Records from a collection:
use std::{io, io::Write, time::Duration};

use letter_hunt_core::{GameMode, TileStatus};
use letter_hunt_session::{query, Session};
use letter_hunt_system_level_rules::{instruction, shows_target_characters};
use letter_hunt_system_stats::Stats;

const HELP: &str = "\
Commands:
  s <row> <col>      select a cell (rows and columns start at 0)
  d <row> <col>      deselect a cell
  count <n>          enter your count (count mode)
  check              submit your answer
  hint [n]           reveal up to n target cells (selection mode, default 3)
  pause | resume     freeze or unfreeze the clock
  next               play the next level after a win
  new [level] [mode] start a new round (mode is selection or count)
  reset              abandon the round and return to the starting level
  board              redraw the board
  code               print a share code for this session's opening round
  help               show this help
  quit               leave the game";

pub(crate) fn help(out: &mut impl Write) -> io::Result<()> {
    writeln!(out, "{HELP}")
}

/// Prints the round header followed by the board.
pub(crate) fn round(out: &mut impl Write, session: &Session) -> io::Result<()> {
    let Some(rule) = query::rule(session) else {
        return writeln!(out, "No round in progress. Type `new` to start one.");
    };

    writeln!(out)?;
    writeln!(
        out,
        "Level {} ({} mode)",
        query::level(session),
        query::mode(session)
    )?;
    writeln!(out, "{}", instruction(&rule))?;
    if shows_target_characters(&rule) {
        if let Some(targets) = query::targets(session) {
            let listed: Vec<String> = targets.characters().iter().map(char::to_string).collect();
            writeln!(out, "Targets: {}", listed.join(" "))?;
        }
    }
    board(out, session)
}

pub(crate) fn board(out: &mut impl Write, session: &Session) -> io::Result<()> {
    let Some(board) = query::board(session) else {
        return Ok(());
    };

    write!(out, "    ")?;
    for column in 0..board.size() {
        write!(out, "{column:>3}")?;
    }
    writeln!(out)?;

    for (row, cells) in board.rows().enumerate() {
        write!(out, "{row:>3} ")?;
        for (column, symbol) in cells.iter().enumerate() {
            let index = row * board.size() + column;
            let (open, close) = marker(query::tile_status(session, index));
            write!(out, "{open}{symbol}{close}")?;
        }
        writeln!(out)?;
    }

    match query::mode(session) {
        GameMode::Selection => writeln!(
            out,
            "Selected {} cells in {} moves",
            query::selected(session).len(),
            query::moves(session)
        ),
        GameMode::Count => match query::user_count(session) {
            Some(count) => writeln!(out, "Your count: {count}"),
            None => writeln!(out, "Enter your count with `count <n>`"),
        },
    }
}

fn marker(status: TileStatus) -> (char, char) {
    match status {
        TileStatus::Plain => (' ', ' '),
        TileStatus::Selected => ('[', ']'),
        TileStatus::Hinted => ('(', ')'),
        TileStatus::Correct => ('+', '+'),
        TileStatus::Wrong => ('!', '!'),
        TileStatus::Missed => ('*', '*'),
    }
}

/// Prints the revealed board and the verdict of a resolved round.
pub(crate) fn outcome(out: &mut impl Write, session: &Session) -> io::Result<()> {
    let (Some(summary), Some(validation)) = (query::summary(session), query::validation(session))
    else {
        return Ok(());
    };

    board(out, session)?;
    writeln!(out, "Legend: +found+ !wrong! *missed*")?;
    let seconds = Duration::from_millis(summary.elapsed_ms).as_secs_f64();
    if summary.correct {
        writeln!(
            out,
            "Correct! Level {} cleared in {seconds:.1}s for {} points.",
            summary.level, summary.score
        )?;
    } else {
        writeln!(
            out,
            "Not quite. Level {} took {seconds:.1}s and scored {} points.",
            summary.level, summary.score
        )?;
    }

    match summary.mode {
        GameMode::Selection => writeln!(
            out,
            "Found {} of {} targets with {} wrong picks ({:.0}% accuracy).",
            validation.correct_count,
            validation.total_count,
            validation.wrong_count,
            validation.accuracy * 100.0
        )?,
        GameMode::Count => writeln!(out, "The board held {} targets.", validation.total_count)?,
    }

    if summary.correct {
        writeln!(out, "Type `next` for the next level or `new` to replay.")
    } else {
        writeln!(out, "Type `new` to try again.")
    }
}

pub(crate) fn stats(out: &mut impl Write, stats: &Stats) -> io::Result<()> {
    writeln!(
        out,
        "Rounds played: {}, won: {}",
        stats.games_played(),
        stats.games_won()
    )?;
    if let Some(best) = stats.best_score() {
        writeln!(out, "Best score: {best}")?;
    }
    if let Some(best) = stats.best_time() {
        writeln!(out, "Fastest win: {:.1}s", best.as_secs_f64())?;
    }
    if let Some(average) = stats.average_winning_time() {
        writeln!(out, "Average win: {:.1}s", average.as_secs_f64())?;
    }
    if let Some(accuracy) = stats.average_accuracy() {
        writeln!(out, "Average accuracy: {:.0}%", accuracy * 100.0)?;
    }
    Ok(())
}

_Task directions_. Set down each record above without changing a single word.

_Your solution_.
use std::{io, io::Write, time::Duration};

use letter_hunt_core::{GameMode, TileStatus};
use letter_hunt_session::{query, Session};
use letter_hunt_system_level_rules::{instruction, shows_target_characters};
use letter_hunt_system_stats::Stats;

const HELP: &str = "\
Commands:
  s <row> <col>      select a cell (rows and columns start at 0)
  d <row> <col>      deselect a cell
  count <n>          enter your count (count mode)
  check              submit your answer
  hint [n]           reveal up to n target cells (selection mode, default 3)
  pause | resume     freeze or unfreeze the clock
  next               play the next level after a win
  new [level] [mode] start a new round (mode is selection or count)
  reset              abandon the round and return to the starting level
  board              redraw the board
  code               print a share code for this session's opening round
  help               show this help
  quit               leave the game";

pub(crate) fn help(out: &mut impl Write) -> io::Result<()> {
    writeln!(out, "{HELP}")
}

/// Prints the round header followed by the board.
pub(crate) fn round(out: &mut impl Write, session: &Session) -> io::Result<()> {
    let Some(rule) = query::rule(session) else {
        return writeln!(out, "No round in progress. Type `new` to start one.");
    };

    writeln!(out)?;
    writeln!(
        out,
        "Level {} ({} mode)",
        query::level(session),
        query::mode(session)
    )?;
    writeln!(out, "{}", instruction(&rule))?;
    if shows_target_characters(&rule) {
        if let Some(targets) = query::targets(session) {
            let listed: Vec<String> = targets.characters().iter().map(char::to_string).collect();
            writeln!(out, "Targets: {}", listed.join(" "))?;
        }
    }
    board(out, session)
}

pub(crate) fn board(out: &mut impl Write, session: &Session) -> io::Result<()> {
    let Some(board) = query::board(session) else {
        return Ok(());
    };

    write!(out, "    ")?;
    for column in 0..board.size() {
        write!(out, "{column:>3}")?;
    }
    writeln!(out)?;

    for (row, cells) in board.rows().enumerate() {
        write!(out, "{row:>3} ")?;
        for (column, symbol) in cells.iter().enumerate() {
            let index = row * board.size() + column;
            let (open, close) = marker(query::tile_status(session, index));
            write!(out, "{open}{symbol}{close}")?;
        }
        writeln!(out)?;
    }

    match query::mode(session) {
        GameMode::Selection => writeln!(
            out,
            "Selected {} cells in {} moves",
            query::selected(session).len(),
            query::moves(session)
        ),
        GameMode::Count => match query::user_count(session) {
            Some(count) => writeln!(out, "Your count: {count}"),
            None => writeln!(out, "Enter your count with `count <n>`"),
        },
    }
}

fn marker(status: TileStatus) -> (char, char) {
    match status {
        TileStatus::Plain => (' ', ' '),
        TileStatus::Selected => ('[', ']'),
        TileStatus::Hinted => ('(', ')'),
        TileStatus::Correct => ('+', '+'),
        TileStatus::Wrong => ('!', '!'),
        TileStatus::Missed => ('*', '*'),
    }
}

/// Prints the revealed board and the verdict of a resolved round.
pub(crate) fn outcome(out: &mut impl Write, session: &Session) -> io::Result<()> {
    let (Some(summary), Some(validation)) = (query::summary(session), query::validation(session))
    else {
        return Ok(());
    };

    board(out, session)?;
    writeln!(out, "Legend: +found+ !wrong! *missed*")?;
    let seconds = Duration::from_millis(summary.elapsed_ms).as_secs_f64();
    if summary.correct {
        writeln!(
            out,
            "Correct! Level {} cleared in {seconds:.1}s for {} points.",
            summary.level, summary.score
        )?;
    } else {
        writeln!(
            out,
            "Not quite. Level {} took {seconds:.1}s and scored {} points.",
            summary.level, summary.score
        )?;
    }

    match summary.mode {
        GameMode::Selection => writeln!(
            out,
            "Found {} of {} targets with {} wrong picks ({:.0}% accuracy).",
            validation.correct_count,
            validation.total_count,
            validation.wrong_count,
            validation.accuracy * 100.0
        )?,
        GameMode::Count => writeln!(out, "The board held {} targets.", validation.total_count)?,
    }

    if summary.correct {
        writeln!(out, "Type `next` for the next level or `new` to replay.")
    } else {
        writeln!(out, "Type `new` to try again.")
    }
}

pub(crate) fn stats(out: &mut impl Write, stats: &Stats) -> io::Result<()> {
    writeln!(
        out,
        "Rounds played: {}, won: {}",
        stats.games_played(),
        stats.games_won()
    )?;
    if let Some(best) = stats.best_score() {
        writeln!(out, "Best score: {best}")?;
    }
    if let Some(best) = stats.best_time() {
        writeln!(out, "Fastest win: {:.1}s", best.as_secs_f64())?;
    }
    if let Some(average) = stats.average_winning_time() {
        writeln!(out, "Average win: {:.1}s", average.as_secs_f64())?;
    }
    if let Some(accuracy) = stats.average_accuracy() {
        writeln!(out, "Average accuracy: {:.0}%", accuracy * 100.0)?;
    }
    Ok(())
}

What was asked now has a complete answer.